La presenza dei profughi lungo la via del Monginevro ci ricorda che le montagne, che per millenni sono state terra di contatto e di passaggio, possono all’improvviso tornare ad essere una frontiera, un muro capace di chiudere fuori attraverso la propria naturale inaccessibilità. Le Alpi diventano allora un nuovo confine tra quei Paesi europei che declinano diversamente la mobilità delle persone all’interno dell’EU. Non è quindi sufficiente aver attraversato l’altra grande barriera geografica, il mare, per avere finalmente approdo in Europa. Per coloro che intendono muoversi a Nord, è necessario l’attraversamento di un’ulteriore frontiera altrettanto minacciosa, soprattutto nei mesi invernali, da sempre temuta dagli autoctoni e quindi doppiamente pericolosa per coloro che montanari non sono.

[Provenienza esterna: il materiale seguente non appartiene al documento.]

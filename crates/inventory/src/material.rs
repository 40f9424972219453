use serde::{Deserialize, Serialize};

pub const DEFAULT_QUANTITY: i64 = 100;
pub const DEFAULT_UNIT: &str = "EA";
pub const DEFAULT_PLANT: &str = "1000";

/// Material number as used by the ERP backend (opaque string).
#[derive(Debug, Clone, PartialEq, Eq, Hash, Serialize, Deserialize)]
#[serde(transparent)]
pub struct MaterialId(String);

impl MaterialId {
    pub fn new(id: impl Into<String>) -> Self {
        Self(id.into())
    }

    pub fn as_str(&self) -> &str {
        &self.0
    }
}

impl core::fmt::Display for MaterialId {
    fn fmt(&self, f: &mut core::fmt::Formatter<'_>) -> core::fmt::Result {
        f.write_str(&self.0)
    }
}

impl From<&str> for MaterialId {
    fn from(value: &str) -> Self {
        Self::new(value)
    }
}

/// Material record returned to clients. Produced fresh per request.
#[derive(Debug, Clone, PartialEq, Eq, Serialize, Deserialize)]
pub struct MaterialRecord {
    pub material_id: MaterialId,
    pub description: String,
    pub quantity: i64,
    pub unit: String,
    pub plant: String,
}

impl MaterialRecord {
    /// Build the record the simulated backend returns for `material_id`.
    ///
    /// Deterministic: only the identifier varies, everything else is fixed.
    pub fn synthesize(material_id: MaterialId) -> Self {
        Self {
            description: format!("Sample Material {material_id}"),
            material_id,
            quantity: DEFAULT_QUANTITY,
            unit: DEFAULT_UNIT.to_string(),
            plant: DEFAULT_PLANT.to_string(),
        }
    }
}
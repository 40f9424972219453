use std::sync::Arc;

use serde_json::{Map, Value};

use sapgate_core::{sentinel, ErpError, ErpResult, Settings};
use sapgate_inventory::{MaterialId, MaterialRecord};
use sapgate_sales::{OrderConfirmation, SalesOrderNumber, SalesOrderRequest};

use super::{ConnectionHandle, ConnectionStatus, ErpBackend};

pub const HOST_UNREACHABLE_MESSAGE: &str = "Failed to connect to SAP: Host unreachable (simulated)";

/// In-process stand-in for the ERP system.
///
/// Behaviour is a pure function of the input and the injected settings:
/// - host `fail_connection` makes every operation fail to connect,
/// - material `INVALID` / `NOT_FOUND` are not found, `ERROR_READ` fails,
/// - customer `FAIL_CUSTOMER` is blocked.
#[derive(Debug, Clone)]
pub struct SimulatedErp {
    settings: Arc<Settings>,
}

impl SimulatedErp {
    pub fn new(settings: Arc<Settings>) -> Self {
        Self { settings }
    }
}

impl ErpBackend for SimulatedErp {
    fn connect(&self) -> ErpResult<ConnectionHandle> {
        let host = &self.settings.sap_host;
        tracing::info!(
            host = %host,
            user = %self.settings.sap_user,
            client = %self.settings.sap_client,
            "connecting to SAP (simulated)"
        );

        if host == sentinel::FAIL_CONNECTION_HOST {
            tracing::error!(host = %host, "SAP connection failed: host unreachable (simulated)");
            return Err(ErpError::connection(HOST_UNREACHABLE_MESSAGE));
        }

        tracing::info!(host = %host, "connected to SAP (simulated)");
        Ok(ConnectionHandle {
            status: ConnectionStatus::Connected,
            host: host.clone(),
        })
    }

    fn read_material(&self, material_id: &MaterialId) -> ErpResult<MaterialRecord> {
        tracing::info!(material_id = %material_id, "reading material (simulated)");

        self.connect().inspect_err(|e| {
            tracing::error!(material_id = %material_id, "connection error during material read: {e}");
        })?;

        let id = material_id.as_str();
        if sentinel::is_not_found_material(id) {
            tracing::warn!(material_id = %material_id, "material not found (simulated)");
            return Err(ErpError::not_found(format!("Material with ID '{id}' not found.")));
        }

        if id == sentinel::READ_ERROR_MATERIAL {
            tracing::error!(material_id = %material_id, "simulated read failure");
            return Err(ErpError::operation(format!(
                "Failed to read data for material '{id}' (simulated)."
            )));
        }

        tracing::info!(material_id = %material_id, "material read (simulated)");
        Ok(MaterialRecord::synthesize(material_id.clone()))
    }

    fn create_sales_order(&self, payload: &Map<String, Value>) -> ErpResult<OrderConfirmation> {
        let order = SalesOrderRequest::new(payload.clone());
        tracing::info!(keys = ?order.keys(), "creating sales order (simulated)");

        self.connect().inspect_err(|e| {
            tracing::error!("connection error during sales order creation: {e}");
        })?;

        order.validate().inspect_err(|_| {
            tracing::warn!(
                customer_id = ?order.customer_id(),
                items_present = order.items().is_some(),
                "sales order rejected: customer_id or items missing"
            );
        })?;

        if order.customer_name() == Some(sentinel::BLOCKED_CUSTOMER) {
            let customer_id = sentinel::BLOCKED_CUSTOMER;
            tracing::warn!(customer_id, "sales order rejected: customer blocked (simulated)");
            return Err(ErpError::operation(format!(
                "Customer '{customer_id}' is not valid for sales order creation."
            )));
        }

        let order_id = SalesOrderNumber::derive(&order);
        tracing::info!(order_id = %order_id, "sales order created (simulated)");
        Ok(OrderConfirmation::accepted(order_id))
    }
}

Ma se le Alpi rimangono terre di transito e nella loro versione più estrema luoghi di esclusione, oggi esse stanno diventando sempre più spesso anche la destinazione finale per molti migranti, che, volenti o nolenti, vengono destinati a strutture di accoglienza situate in comuni montani. Il ricchissimo panorama dell’accoglienza in Italia comprende ormai scenari anche molto differenti tra loro, e vede il fiorire di strutture di accoglienza anche in territori fino a questo momento soltanto scalfiti dalla presenza dei profughi. Se nel decennio precedente sono stati soprattutto i centri urbani di grandi e medie dimensioni ad accogliere la maggior parte dei migranti forzati, Milano, Torino e Roma in testa, oggi sono i territori più remoti ad aprire le proprie porte. Le zone montane ne sono un esempio perfetto.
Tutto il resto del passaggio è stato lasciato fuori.